(What this task involves) Using the line that has "assert!(cache.is_empty());" as the starting point, print each line to the end of the material below word for word. Add no other lines.

(Source material)

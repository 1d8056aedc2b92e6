use crate::core::types::Outcome;
use std::collections::{HashMap, VecDeque};
use std::time::{Duration, Instant};

/// Rolling-window length for per-market trade values.
pub const RECENT_TRADES_CAP: usize = 100;

/// Soft cap on cached wallets; expired and oldest entries are evicted when hit.
const WALLET_CACHE_CAP: usize = 10_000;

#[derive(Clone, Debug)]
pub struct BuyerRecord {
    pub wallet: String,
    pub outcome: Outcome,
    pub timestamp_ms: i64,
}

#[derive(Clone, Debug)]
struct PendingTrade {
    outcome: Outcome,
    timestamp_ms: i64,
}

/// Per-asset mutable aggregate. All windows are keyed on trade timestamps and
/// pruned lazily on access: no timers, no background sweeps, which keeps the
/// single-writer discipline trivial.
#[derive(Debug, Default)]
pub struct MarketStats {
    recent_trades: VecDeque<f64>,
    pub last_price: Option<f64>,
    /// Most recently observed YES-outcome price.
    pub consensus_yes: Option<f64>,
    recent_buyers: VecDeque<BuyerRecord>,
    pending_opposite: HashMap<String, PendingTrade>,
}

impl MarketStats {
    pub fn sample_count(&self) -> usize {
        self.recent_trades.len()
    }

    pub fn mean_trade_value(&self) -> Option<f64> {
        if self.recent_trades.is_empty() {
            return None;
        }
        Some(self.recent_trades.iter().sum::<f64>() / self.recent_trades.len() as f64)
    }

    /// Record a surviving trade's usd value, evicting the oldest beyond the cap.
    pub fn push_trade_value(&mut self, usd_value: f64) {
        if self.recent_trades.len() >= RECENT_TRADES_CAP {
            self.recent_trades.pop_front();
        }
        self.recent_trades.push_back(usd_value);
    }

    /// Post-evaluation price bookkeeping: `last_price` and the YES-implied
    /// consensus price.
    pub fn observe_price(&mut self, price: f64, outcome: Outcome) {
        self.last_price = Some(price);
        self.consensus_yes = Some(match outcome {
            Outcome::Yes => price,
            Outcome::No => 1.0 - price,
        });
    }

    pub fn prune_buyers(&mut self, now_ms: i64, window: Duration) {
        let window_ms = window.as_millis() as i64;
        while self
            .recent_buyers
            .front()
            .is_some_and(|r| now_ms - r.timestamp_ms > window_ms)
        {
            self.recent_buyers.pop_front();
        }
    }

    /// Append a buyer, pruning the window first. Only BUYs enter this window.
    pub fn record_buyer(&mut self, wallet: &str, outcome: Outcome, now_ms: i64, window: Duration) {
        self.prune_buyers(now_ms, window);
        self.recent_buyers.push_back(BuyerRecord {
            wallet: wallet.to_string(),
            outcome,
            timestamp_ms: now_ms,
        });
    }

    /// Distinct wallets that bought `outcome` inside the current window.
    pub fn distinct_buyers(&self, outcome: Outcome) -> usize {
        let mut wallets: Vec<&str> = self
            .recent_buyers
            .iter()
            .filter(|r| r.outcome == outcome)
            .map(|r| r.wallet.as_str())
            .collect();
        wallets.sort_unstable();
        wallets.dedup();
        wallets.len()
    }

    #[cfg(test)]
    pub fn buyers_len(&self) -> usize {
        self.recent_buyers.len()
    }

    #[cfg(test)]
    pub fn buyers(&self) -> impl Iterator<Item = &BuyerRecord> {
        self.recent_buyers.iter()
    }

    /// LP/arbitrage pairing check. Returns true when the current trade pairs
    /// with an earlier opposite-outcome trade from the same wallet inside the
    /// window; the paired entry is erased and the caller discards the current
    /// trade too. Otherwise the current trade is recorded, overwriting any
    /// previous entry for the wallet.
    pub fn check_lp_pair(
        &mut self,
        wallet: &str,
        outcome: Outcome,
        now_ms: i64,
        window_ms: i64,
    ) -> bool {
        self.pending_opposite
            .retain(|_, p| (now_ms - p.timestamp_ms).abs() <= window_ms);

        if let Some(pending) = self.pending_opposite.get(wallet) {
            if pending.outcome == outcome.opposite()
                && (now_ms - pending.timestamp_ms).abs() <= window_ms
            {
                self.pending_opposite.remove(wallet);
                return true;
            }
        }

        self.pending_opposite.insert(
            wallet.to_string(),
            PendingTrade {
                outcome,
                timestamp_ms: now_ms,
            },
        );
        false
    }
}

/// All per-market aggregates, owned exclusively by the detection stage.
#[derive(Debug, Default)]
pub struct StatsStore {
    markets: HashMap<String, MarketStats>,
}

impl StatsStore {
    pub fn new() -> StatsStore {
        Self::default()
    }

    pub fn market_mut(&mut self, asset_id: &str) -> &mut MarketStats {
        self.markets.entry(asset_id.to_string()).or_default()
    }

    pub fn market(&self, asset_id: &str) -> Option<&MarketStats> {
        self.markets.get(asset_id)
    }
}

#[derive(Clone, Debug)]
struct WalletEntry {
    tx_count: u64,
    fetched_at: Instant,
}

/// TTL'd wallet -> chain tx-count cache. Single writer (the detection stage);
/// a failed lookup is stored as `u64::MAX` so freshness checks fail closed.
#[derive(Debug)]
pub struct WalletCache {
    entries: HashMap<String, WalletEntry>,
    ttl: Duration,
}

impl WalletCache {
    pub fn new(ttl: Duration) -> WalletCache {
        Self {
            entries: HashMap::new(),
            ttl,
        }
    }

    /// Cached tx count, expiring on read.
    pub fn get(&mut self, wallet: &str) -> Option<u64> {
        match self.entries.get(wallet) {
            Some(e) if e.fetched_at.elapsed() <= self.ttl => Some(e.tx_count),
            Some(_) => {
                self.entries.remove(wallet);
                None
            }
            None => None,
        }
    }

    pub fn insert(&mut self, wallet: &str, tx_count: u64) {
        if self.entries.len() >= WALLET_CACHE_CAP && !self.entries.contains_key(wallet) {
            self.evict();
        }
        self.entries.insert(
            wallet.to_string(),
            WalletEntry {
                tx_count,
                fetched_at: Instant::now(),
            },
        );
    }

    pub fn len(&self) -> usize {
        self.entries.len()
    }

    pub fn is_empty(&self) -> bool {
        self.entries.is_empty()
    }

    fn evict(&mut self) {
        let ttl = self.ttl;
        self.entries.retain(|_, e| e.fetched_at.elapsed() <= ttl);
        if self.entries.len() >= WALLET_CACHE_CAP {
            if let Some(oldest) = self
                .entries
                .iter()
                .min_by_key(|(_, e)| e.fetched_at)
                .map(|(k, _)| k.clone())
            {
                self.entries.remove(&oldest);
            }
        }
    }
}

#[cfg(test)]
mod tests {
    use super::*;

    #[test]
    fn test_recent_trades_bounded_at_cap() {
        let mut stats = MarketStats::default();
        for i in 0..250 {
            stats.push_trade_value(i as f64);
            assert!(stats.sample_count() <= RECENT_TRADES_CAP);
        }
        assert_eq!(stats.sample_count(), RECENT_TRADES_CAP);
        // oldest evicted first: window now holds 150..=249
        let mean = stats.mean_trade_value().unwrap();
        assert!((mean - 199.5).abs() < 1e-9);
    }

    #[test]
    fn test_buyer_window_pruned_on_access() {
        let window = Duration::from_secs(60);
        let mut stats = MarketStats::default();
        stats.record_buyer("0xa", Outcome::Yes, 1_000, window);
        stats.record_buyer("0xb", Outcome::Yes, 30_000, window);
        // 70s later the first entry is out of window
        stats.record_buyer("0xc", Outcome::Yes, 71_000, window);

        assert_eq!(stats.buyers_len(), 2);
        let now = 71_000;
        assert!(stats
            .buyers()
            .all(|r| now - r.timestamp_ms <= window.as_millis() as i64));
        assert_eq!(stats.distinct_buyers(Outcome::Yes), 2);
    }

    #[test]
    fn test_distinct_buyers_dedups_wallets_and_splits_outcomes() {
        let window = Duration::from_secs(60);
        let mut stats = MarketStats::default();
        stats.record_buyer("0xa", Outcome::Yes, 1_000, window);
        stats.record_buyer("0xa", Outcome::Yes, 2_000, window);
        stats.record_buyer("0xb", Outcome::No, 3_000, window);
        assert_eq!(stats.distinct_buyers(Outcome::Yes), 1);
        assert_eq!(stats.distinct_buyers(Outcome::No), 1);
    }

    #[test]
    fn test_lp_pair_within_window_rejects_both() {
        let mut stats = MarketStats::default();
        assert!(!stats.check_lp_pair("0xd", Outcome::Yes, 1_000, 200));
        // opposite outcome 150ms later pairs and erases the pending entry
        assert!(stats.check_lp_pair("0xd", Outcome::No, 1_150, 200));
        // a third trade finds nothing pending
        assert!(!stats.check_lp_pair("0xd", Outcome::Yes, 1_200, 200));
    }

    #[test]
    fn test_lp_pair_outside_window_survives() {
        let mut stats = MarketStats::default();
        assert!(!stats.check_lp_pair("0xd", Outcome::Yes, 1_000, 200));
        assert!(!stats.check_lp_pair("0xd", Outcome::No, 1_500, 200));
    }

    #[test]
    fn test_lp_same_outcome_overwrites_entry() {
        let mut stats = MarketStats::default();
        assert!(!stats.check_lp_pair("0xd", Outcome::Yes, 1_000, 200));
        assert!(!stats.check_lp_pair("0xd", Outcome::Yes, 1_100, 200));
        // the overwrite refreshed the timestamp, so an opposite trade at
        // 1_250 still pairs against the 1_100 entry
        assert!(stats.check_lp_pair("0xd", Outcome::No, 1_250, 200));
    }

    #[test]
    fn test_observe_price_tracks_consensus() {
        let mut stats = MarketStats::default();
        stats.observe_price(0.82, Outcome::Yes);
        assert_eq!(stats.consensus_yes, Some(0.82));
        stats.observe_price(0.30, Outcome::No);
        assert!((stats.consensus_yes.unwrap() - 0.70).abs() < 1e-9);
        assert_eq!(stats.last_price, Some(0.30));
    }

    #[test]
    fn test_wallet_cache_ttl_expiry() {
        let mut cache = WalletCache::new(Duration::ZERO);
        cache.insert("0xa", 5);
        // zero TTL: expired on the next read
        assert_eq!(cache.get("0xa"), None);
        assert!(cache.is_empty());

        let mut cache = WalletCache::new(Duration::from_secs(3600));
        cache.insert("0xa", 5);
        cache.insert("0xb", u64::MAX);
        assert_eq!(cache.get("0xa"), Some(5));
        assert_eq!(cache.get("0xb"), Some(u64::MAX));
        assert_eq!(cache.len(), 2);
    }
}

(Finished task)
        assert!(cache.is_empty());

        let mut cache = WalletCache::new(Duration::from_secs(3600));
        cache.insert("0xa", 5);
        cache.insert("0xb", u64::MAX);
        assert_eq!(cache.get("0xa"), Some(5));
        assert_eq!(cache.get("0xb"), Some(u64::MAX));
        assert_eq!(cache.len(), 2);
    }
}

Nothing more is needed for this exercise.